Try it
Go through the material under this sentence. Return every line holding "CreateAnswer".

Input material

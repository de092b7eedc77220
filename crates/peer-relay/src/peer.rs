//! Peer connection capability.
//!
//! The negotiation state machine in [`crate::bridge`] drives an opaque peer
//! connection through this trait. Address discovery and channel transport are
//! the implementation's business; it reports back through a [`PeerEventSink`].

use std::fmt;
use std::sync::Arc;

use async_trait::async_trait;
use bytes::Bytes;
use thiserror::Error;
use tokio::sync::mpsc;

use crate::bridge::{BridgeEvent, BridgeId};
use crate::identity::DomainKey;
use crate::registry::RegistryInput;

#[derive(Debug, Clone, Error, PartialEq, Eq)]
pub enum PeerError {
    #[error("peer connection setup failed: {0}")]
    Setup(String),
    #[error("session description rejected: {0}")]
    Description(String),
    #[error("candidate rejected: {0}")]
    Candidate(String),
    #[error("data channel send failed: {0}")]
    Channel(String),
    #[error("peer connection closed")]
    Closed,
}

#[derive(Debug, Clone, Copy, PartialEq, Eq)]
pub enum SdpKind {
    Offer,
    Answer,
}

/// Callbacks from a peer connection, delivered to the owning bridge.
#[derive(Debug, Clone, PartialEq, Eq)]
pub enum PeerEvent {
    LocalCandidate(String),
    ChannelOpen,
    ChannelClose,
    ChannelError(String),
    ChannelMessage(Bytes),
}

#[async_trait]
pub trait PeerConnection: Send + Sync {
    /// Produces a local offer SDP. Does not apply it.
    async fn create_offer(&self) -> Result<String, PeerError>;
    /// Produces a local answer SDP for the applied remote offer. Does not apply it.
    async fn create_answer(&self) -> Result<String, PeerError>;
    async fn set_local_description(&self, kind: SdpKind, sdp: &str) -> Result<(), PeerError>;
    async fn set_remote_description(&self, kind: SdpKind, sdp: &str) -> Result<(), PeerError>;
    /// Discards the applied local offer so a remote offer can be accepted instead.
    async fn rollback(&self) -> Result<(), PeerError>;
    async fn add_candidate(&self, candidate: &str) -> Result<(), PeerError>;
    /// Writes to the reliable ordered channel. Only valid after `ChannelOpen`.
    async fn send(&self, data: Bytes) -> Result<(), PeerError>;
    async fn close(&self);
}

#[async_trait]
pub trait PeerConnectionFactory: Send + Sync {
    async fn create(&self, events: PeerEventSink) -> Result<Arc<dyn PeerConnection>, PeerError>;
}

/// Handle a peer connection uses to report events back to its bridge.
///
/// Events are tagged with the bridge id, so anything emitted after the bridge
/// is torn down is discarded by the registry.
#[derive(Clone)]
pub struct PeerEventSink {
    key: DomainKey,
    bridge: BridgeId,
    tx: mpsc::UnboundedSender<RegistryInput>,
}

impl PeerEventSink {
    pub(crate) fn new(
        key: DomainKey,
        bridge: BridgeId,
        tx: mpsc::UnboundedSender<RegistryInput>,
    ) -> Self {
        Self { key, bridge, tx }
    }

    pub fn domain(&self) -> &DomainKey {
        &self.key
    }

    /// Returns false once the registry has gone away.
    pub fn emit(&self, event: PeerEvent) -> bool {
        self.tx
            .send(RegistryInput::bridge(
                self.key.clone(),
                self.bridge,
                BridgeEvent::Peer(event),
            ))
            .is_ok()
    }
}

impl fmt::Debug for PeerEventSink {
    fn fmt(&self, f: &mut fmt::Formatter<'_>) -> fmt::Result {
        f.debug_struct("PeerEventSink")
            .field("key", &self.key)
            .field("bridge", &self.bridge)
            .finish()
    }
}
---
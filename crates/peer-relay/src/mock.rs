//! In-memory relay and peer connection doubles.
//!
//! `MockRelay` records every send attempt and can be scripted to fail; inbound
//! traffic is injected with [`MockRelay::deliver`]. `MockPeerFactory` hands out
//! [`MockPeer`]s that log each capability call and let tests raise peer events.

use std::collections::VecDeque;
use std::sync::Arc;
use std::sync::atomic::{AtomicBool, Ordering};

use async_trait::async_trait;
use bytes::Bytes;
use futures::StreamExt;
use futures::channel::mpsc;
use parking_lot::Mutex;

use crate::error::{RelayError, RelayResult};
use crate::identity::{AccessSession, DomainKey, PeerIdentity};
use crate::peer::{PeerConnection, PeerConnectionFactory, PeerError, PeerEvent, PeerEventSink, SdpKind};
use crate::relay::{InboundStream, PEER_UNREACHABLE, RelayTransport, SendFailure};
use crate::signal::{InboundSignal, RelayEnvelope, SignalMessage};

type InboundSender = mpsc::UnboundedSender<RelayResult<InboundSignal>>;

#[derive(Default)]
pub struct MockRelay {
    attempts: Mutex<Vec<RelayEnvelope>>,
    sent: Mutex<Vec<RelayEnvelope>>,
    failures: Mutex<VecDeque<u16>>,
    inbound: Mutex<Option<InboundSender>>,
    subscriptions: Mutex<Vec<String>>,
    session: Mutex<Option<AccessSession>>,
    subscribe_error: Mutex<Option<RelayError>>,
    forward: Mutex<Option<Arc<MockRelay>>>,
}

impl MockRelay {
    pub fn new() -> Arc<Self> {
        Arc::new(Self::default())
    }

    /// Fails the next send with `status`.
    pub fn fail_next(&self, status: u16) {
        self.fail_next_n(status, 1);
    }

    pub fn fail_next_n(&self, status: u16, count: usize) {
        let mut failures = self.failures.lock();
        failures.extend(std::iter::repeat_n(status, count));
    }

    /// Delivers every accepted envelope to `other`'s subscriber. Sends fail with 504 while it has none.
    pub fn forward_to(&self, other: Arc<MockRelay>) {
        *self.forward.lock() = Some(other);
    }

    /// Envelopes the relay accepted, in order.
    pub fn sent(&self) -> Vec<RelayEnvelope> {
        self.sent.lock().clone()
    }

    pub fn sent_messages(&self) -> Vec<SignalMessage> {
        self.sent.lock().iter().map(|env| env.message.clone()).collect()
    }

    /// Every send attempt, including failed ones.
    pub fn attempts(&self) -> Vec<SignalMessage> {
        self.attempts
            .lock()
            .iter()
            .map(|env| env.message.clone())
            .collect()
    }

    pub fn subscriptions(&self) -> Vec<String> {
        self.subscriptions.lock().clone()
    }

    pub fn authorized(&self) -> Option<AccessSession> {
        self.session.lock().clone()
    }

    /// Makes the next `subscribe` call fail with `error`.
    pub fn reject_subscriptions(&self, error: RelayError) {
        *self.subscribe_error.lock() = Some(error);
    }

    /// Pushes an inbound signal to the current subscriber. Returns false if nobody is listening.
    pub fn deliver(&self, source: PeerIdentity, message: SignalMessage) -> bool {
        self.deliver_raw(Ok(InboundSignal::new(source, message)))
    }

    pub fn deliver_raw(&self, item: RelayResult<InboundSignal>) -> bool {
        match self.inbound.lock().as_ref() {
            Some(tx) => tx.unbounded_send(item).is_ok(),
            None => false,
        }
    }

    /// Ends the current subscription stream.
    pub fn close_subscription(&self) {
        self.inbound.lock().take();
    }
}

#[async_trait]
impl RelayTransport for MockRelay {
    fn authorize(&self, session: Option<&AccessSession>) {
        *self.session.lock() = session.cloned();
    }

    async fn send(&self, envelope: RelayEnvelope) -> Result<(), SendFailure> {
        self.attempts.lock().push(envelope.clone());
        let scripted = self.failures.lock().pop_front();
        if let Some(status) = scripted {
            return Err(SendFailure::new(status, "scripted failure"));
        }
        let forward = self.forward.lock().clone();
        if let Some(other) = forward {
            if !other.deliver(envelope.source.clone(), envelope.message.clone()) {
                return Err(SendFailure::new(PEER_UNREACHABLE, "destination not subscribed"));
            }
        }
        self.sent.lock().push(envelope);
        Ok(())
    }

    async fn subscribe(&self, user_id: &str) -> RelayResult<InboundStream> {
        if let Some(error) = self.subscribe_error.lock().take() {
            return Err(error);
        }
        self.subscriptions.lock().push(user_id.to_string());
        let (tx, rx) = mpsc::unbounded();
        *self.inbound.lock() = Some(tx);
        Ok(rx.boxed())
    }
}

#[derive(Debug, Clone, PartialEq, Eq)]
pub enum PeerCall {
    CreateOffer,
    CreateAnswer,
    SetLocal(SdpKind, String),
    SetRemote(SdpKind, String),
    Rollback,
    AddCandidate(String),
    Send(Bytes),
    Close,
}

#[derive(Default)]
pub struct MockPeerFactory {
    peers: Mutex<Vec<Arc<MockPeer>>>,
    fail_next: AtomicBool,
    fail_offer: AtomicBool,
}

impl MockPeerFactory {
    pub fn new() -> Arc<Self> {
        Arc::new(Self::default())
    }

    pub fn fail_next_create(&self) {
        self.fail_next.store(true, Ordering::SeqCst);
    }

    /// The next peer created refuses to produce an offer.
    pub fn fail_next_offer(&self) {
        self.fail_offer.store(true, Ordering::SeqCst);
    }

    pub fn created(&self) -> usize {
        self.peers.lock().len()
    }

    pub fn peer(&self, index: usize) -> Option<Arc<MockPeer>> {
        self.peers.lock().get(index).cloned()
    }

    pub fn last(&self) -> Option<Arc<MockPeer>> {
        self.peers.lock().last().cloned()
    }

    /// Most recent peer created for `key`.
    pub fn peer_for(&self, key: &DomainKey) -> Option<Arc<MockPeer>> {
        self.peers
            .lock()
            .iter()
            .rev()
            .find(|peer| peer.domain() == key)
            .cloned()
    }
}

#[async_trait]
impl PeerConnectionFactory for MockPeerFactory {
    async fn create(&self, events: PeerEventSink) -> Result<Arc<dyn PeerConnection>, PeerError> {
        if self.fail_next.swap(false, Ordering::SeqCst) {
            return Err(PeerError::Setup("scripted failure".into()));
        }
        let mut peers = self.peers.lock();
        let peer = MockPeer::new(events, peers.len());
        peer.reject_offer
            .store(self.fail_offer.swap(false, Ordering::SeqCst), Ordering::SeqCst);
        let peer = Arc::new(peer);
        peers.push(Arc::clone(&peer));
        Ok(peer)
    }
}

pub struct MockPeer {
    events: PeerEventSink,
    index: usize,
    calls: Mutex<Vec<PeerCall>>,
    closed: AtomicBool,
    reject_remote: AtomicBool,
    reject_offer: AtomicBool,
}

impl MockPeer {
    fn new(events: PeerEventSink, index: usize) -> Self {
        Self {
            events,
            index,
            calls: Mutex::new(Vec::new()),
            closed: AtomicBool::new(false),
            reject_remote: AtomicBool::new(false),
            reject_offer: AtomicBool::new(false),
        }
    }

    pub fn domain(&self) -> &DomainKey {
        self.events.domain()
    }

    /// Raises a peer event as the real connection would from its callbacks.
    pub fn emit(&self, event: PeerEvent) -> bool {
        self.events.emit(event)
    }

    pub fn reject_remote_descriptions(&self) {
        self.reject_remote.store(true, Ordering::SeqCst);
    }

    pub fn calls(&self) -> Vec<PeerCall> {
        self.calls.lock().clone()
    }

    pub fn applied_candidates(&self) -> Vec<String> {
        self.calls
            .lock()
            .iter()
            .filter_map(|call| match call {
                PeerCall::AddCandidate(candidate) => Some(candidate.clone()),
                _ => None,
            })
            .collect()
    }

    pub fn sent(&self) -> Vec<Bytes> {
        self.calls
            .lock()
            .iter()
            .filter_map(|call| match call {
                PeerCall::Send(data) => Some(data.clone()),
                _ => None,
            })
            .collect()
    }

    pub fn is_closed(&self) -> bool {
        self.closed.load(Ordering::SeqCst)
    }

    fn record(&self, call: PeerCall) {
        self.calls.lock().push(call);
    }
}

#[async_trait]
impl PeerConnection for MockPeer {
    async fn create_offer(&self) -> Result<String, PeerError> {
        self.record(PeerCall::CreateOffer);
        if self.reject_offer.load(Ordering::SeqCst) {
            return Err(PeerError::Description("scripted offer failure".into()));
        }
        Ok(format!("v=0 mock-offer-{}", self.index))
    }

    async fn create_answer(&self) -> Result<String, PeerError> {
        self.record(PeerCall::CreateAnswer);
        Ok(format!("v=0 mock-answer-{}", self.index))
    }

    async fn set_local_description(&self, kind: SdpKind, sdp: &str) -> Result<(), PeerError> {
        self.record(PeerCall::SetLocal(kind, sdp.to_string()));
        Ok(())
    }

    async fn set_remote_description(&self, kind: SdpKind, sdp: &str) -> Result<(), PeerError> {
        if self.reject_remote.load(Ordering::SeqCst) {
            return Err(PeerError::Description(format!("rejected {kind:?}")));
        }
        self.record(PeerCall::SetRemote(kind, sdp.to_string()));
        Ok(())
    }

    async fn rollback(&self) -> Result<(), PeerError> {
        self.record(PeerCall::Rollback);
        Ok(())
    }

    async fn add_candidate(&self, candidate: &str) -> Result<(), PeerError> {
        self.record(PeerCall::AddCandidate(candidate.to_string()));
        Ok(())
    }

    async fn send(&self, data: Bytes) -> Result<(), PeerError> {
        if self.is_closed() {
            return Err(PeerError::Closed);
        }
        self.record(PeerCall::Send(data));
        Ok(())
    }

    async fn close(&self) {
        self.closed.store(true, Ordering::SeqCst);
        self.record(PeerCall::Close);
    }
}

Answer below
    CreateAnswer,
        self.record(PeerCall::CreateAnswer);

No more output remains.